I’ve dropped Ren Faire this year (or they dropped me…uncertain). I haven’t gotten the e-mail notices I thought I should have gotten by now. But if they’ve dropped me off the list, I could easily remedy it if I choose – and I don’t choose, so however it started off I’m the one ending it. No NCRFaire this year.
I’m still keeping Grailing on all the supplements and foods. I know it isn’t helping at all, that it was all for nothing, but he does seem to enjoy it, and if it buys me just one more day….
The “good” thing is that the fibrosarcoma isn’t attacking any particular organ. It’s just some random cells run amok. So no organ failure, no sickness, just a gradual loss of energy as the cancer pulls food and other resources. As the tumor coalesces, the interior tissue will die and become necrotic, as we found in the first surgery, and some of the toxins released by the dead tissue will also weaken Grailing. But it will be a slow painless decline; no major trauma. One day, he’ll have lost energy to the point where he simply stops eating – and then I’ll know.
I’ve found a place that transfers photographs to cross stitch patterns – http://crosstitch.com/photo.html. Kevin thinks doing something like that might be bad for me; I think it might be good for me. We’ll see.
And that’s where we are. I started seeing a therapist last week – I didn’t need the vet to tell me the score, though of course the confirmation hurt all the same. I’ve found a local pet chaplain that helps people specifically with pet loss, I might go ahead and initiate that too.
Wish it was a better update for you guys. I didn’t say anything over the last several weeks, because I didn’t want to put it in writing when it was just a suspicion. But it isn’t anymore, it’s been confirmed. Grailing might not make it the full six months; the “average” survival rate the books gave. I’m realizing – but certainly not dealing with – the fact that he most likely won’t survive the year.
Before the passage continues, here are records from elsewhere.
//! Exploration phase: simulated annealing over the variable box.
//!
//! Moves perturb every coordinate within a radius that shrinks with the
//! square root of the temperature. Worsening moves on the penalized cost
//! are accepted with the Metropolis probability `exp(-delta / T)`.
//!
//! # References
//!
//! - Kirkpatrick, Gelatt & Vecchi (1983), "Optimization by Simulated Annealing"
//! - Lundy & Mees (1986), "Convergence of an Annealing Algorithm"

use super::config::{CoolingSchedule, HybridConfig};
use super::session::{Candidate, HybridSession};
use crate::error::SolveError;

/// Smallest move radius, as a fraction of the variable width.
const MIN_RADIUS: f64 = 1e-4;

/// Counters of one annealing phase.
#[derive(Debug, Clone, Copy, Default)]
pub(crate) struct AnnealStats {
    pub moves: usize,
    pub accepted_moves: usize,
    pub improving_moves: usize,
    pub final_temperature: f64,
}

/// Runs one annealing phase starting from `start`.
///
/// Returns early, without error, when the session budget is exhausted.
pub(crate) fn anneal(
    session: &mut HybridSession<'_>,
    config: &HybridConfig,
    start: Candidate,
) -> Result<AnnealStats, SolveError> {
    let mut current_cost = start.penalized(config.penalty);
    let mut current = start;
    let mut temperature = config.initial_temperature;
    let mut stats = AnnealStats::default();
    let mut step = 0usize;

    while temperature > config.min_temperature {
        let inner_iters = match config.cooling {
            CoolingSchedule::LundyMees { .. } => 1,
            _ => config.iterations_per_temperature,
        };
        let radius =
            (config.initial_step * (temperature / config.initial_temperature).sqrt()).max(MIN_RADIUS);

        for _ in 0..inner_iters {
            if session.exhausted() {
                stats.final_temperature = temperature;
                return Ok(stats);
            }

            let x = session.neighbor(&current.x, radius);
            let neighbor = session.evaluate(x)?;
            let neighbor_cost = neighbor.penalized(config.penalty);
            let delta = neighbor_cost - current_cost;
            stats.moves += 1;

            if delta < 0.0 {
                stats.improving_moves += 1;
            }
            if session.accept(delta, temperature) {
                current = neighbor;
                current_cost = neighbor_cost;
                stats.accepted_moves += 1;
            }
        }

        temperature = cool(temperature, config, step);
        step += 1;
    }

    stats.final_temperature = temperature;
    Ok(stats)
}

/// Apply the cooling schedule to compute the next temperature.
fn cool(temperature: f64, config: &HybridConfig, step: usize) -> f64 {
    match config.cooling {
        CoolingSchedule::Geometric { alpha } => temperature * alpha,

        CoolingSchedule::Linear => {
            let t = config.initial_temperature
                - (step + 1) as f64 * (config.initial_temperature - config.min_temperature)
                    / config.linear_steps as f64;
            // Land strictly below the floor on the last step so the loop ends.
            if step + 1 >= config.linear_steps {
                config.min_temperature * 0.5
            } else {
                t.max(config.min_temperature)
            }
        }

        CoolingSchedule::LundyMees { beta } => temperature / (1.0 + beta * temperature),
    }
}

#[cfg(test)]
mod tests {
    use super::*;
    use crate::model::{Constraint, Expr, NlModel};
    use crate::optimizer::SolverConfig;

    /// Maximize `x + y` on the unit square subject to `x + y <= 1`.
    fn cap_model() -> NlModel {
        let mut model = NlModel::new("cap");
        let x = Expr::from(model.add_float("x", 0.0, 1.0).unwrap());
        let y = Expr::from(model.add_float("y", 0.0, 1.0).unwrap());
        model
            .add_constraint(Constraint::le("sum", x.clone() + y.clone(), 1.0))
            .unwrap();
        model.maximize(x + y).unwrap();
        model.close().unwrap();
        model
    }

    fn run(cooling: CoolingSchedule) -> (AnnealStats, f64) {
        let model = cap_model();
        let solver_config = SolverConfig::default()
            .with_x0(vec![0.0, 0.0])
            .with_seed(42)
            .without_time_limit()
            .with_max_iterations(200_000);
        let config = HybridConfig::default().with_cooling(cooling);
        let mut session = HybridSession::open(&model, &solver_config).unwrap();
        let start = session.incumbent().clone();
        let stats = anneal(&mut session, &config, start).unwrap();
        (stats, session.incumbent().cost)
    }

    #[test]
    fn test_anneal_geometric() {
        let (stats, best) = run(CoolingSchedule::Geometric { alpha: 0.9 });
        assert!(best < -0.95, "expected near -1, got {best}");
        assert!(stats.improving_moves > 0);
        assert!(stats.accepted_moves >= stats.improving_moves);
    }

    #[test]
    fn test_anneal_linear() {
        let (stats, best) = run(CoolingSchedule::Linear);
        assert!(best < -0.95, "expected near -1, got {best}");
        assert!(stats.final_temperature < HybridConfig::default().min_temperature);
    }

    #[test]
    fn test_anneal_lundy_mees() {
        let config = HybridConfig::default();
        let moves = 5000.0;
        let beta = (config.initial_temperature - config.min_temperature)
            / (moves * config.initial_temperature * config.min_temperature);
        let (stats, best) = run(CoolingSchedule::LundyMees { beta });
        assert!(best < -0.9, "expected near -1, got {best}");
        assert!(stats.moves > 0);
    }

    #[test]
    fn test_anneal_respects_budget() {
        let model = cap_model();
        let solver_config = SolverConfig::default()
            .with_seed(7)
            .without_time_limit()
            .with_max_iterations(100);
        let mut session = HybridSession::open(&model, &solver_config).unwrap();
        let start = session.incumbent().clone();
        let stats = anneal(&mut session, &HybridConfig::default(), start).unwrap();
        assert_eq!(session.evaluations(), 100);
        assert_eq!(stats.moves, 99);
    }

    #[test]
    fn test_high_temperature_accepts_uphill() {
        let model = cap_model();
        let solver_config = SolverConfig::default()
            .with_seed(42)
            .without_time_limit()
            .with_max_iterations(2_000);
        let config = HybridConfig::default()
            .with_initial_temperature(1e8)
            .with_min_temperature(1e7);
        let mut session = HybridSession::open(&model, &solver_config).unwrap();
        let start = session.incumbent().clone();
        let stats = anneal(&mut session, &config, start).unwrap();
        let ratio = stats.accepted_moves as f64 / stats.moves as f64;
        assert!(ratio > 0.8, "expected high acceptance at high temp, got {ratio}");
    }

    #[test]
    fn test_cool_schedules_decrease() {
        let config = HybridConfig::default();
        let t = config.initial_temperature;
        assert!(cool(t, &config, 0) < t);

        let linear = HybridConfig::default().with_cooling(CoolingSchedule::Linear);
        let last = cool(t, &linear, linear.linear_steps - 1);
        assert!(last < linear.min_temperature);

        let lm = HybridConfig::default().with_cooling(CoolingSchedule::LundyMees { beta: 1.0 });
        assert!(cool(t, &lm, 0) < t);
    }
}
It’s been a very sad month.
this is actually christina…too lazy to log out
oh man…i am so sorry Ramona. I know that Grailing is a special kitty and family member. Treasure the time you have together. I know that pets have a way of staying with us (you can ask my mom about this).
I’ll write more later…it’s late…but you guys are in my thoughts.
Oh Ramona…… It seemed so hopeful for a while…..
How soon is this play? I wish you could get out of that. In the first place it takes precious time, and in the second place, even when you enjoy stage managing, it is stressul. The only positive thing i can see about stage managing right now is that it will force you to think about something besides Grailing.
So far as the needlework is concerned, I have seen stitching help you work thru things. I am glad you are getting counseling. I know how much you love Grailing.
It is always hard to deal with any sort of loss, especially a lingering one.
You and yours will be in our thoughts and prayers.
I was thinking, my aunt and uncle had a dog that had this same cancer. I am pretty positive.
Sumi (the dog) lived comfortably at home for the rest of her days and when they knew, their vet was willing to come to their house for the final visit. I had no idea that really awesome vets did such things. I know it meant alot all around.
I was looking at the site for the crossstich…while they look incredibly difficult, they also are unbelievably good. Of course, if anyone could do a crossstich like that, I know it’s you. I think it would be a wonderful thing and something that would make a wonderful keepsake.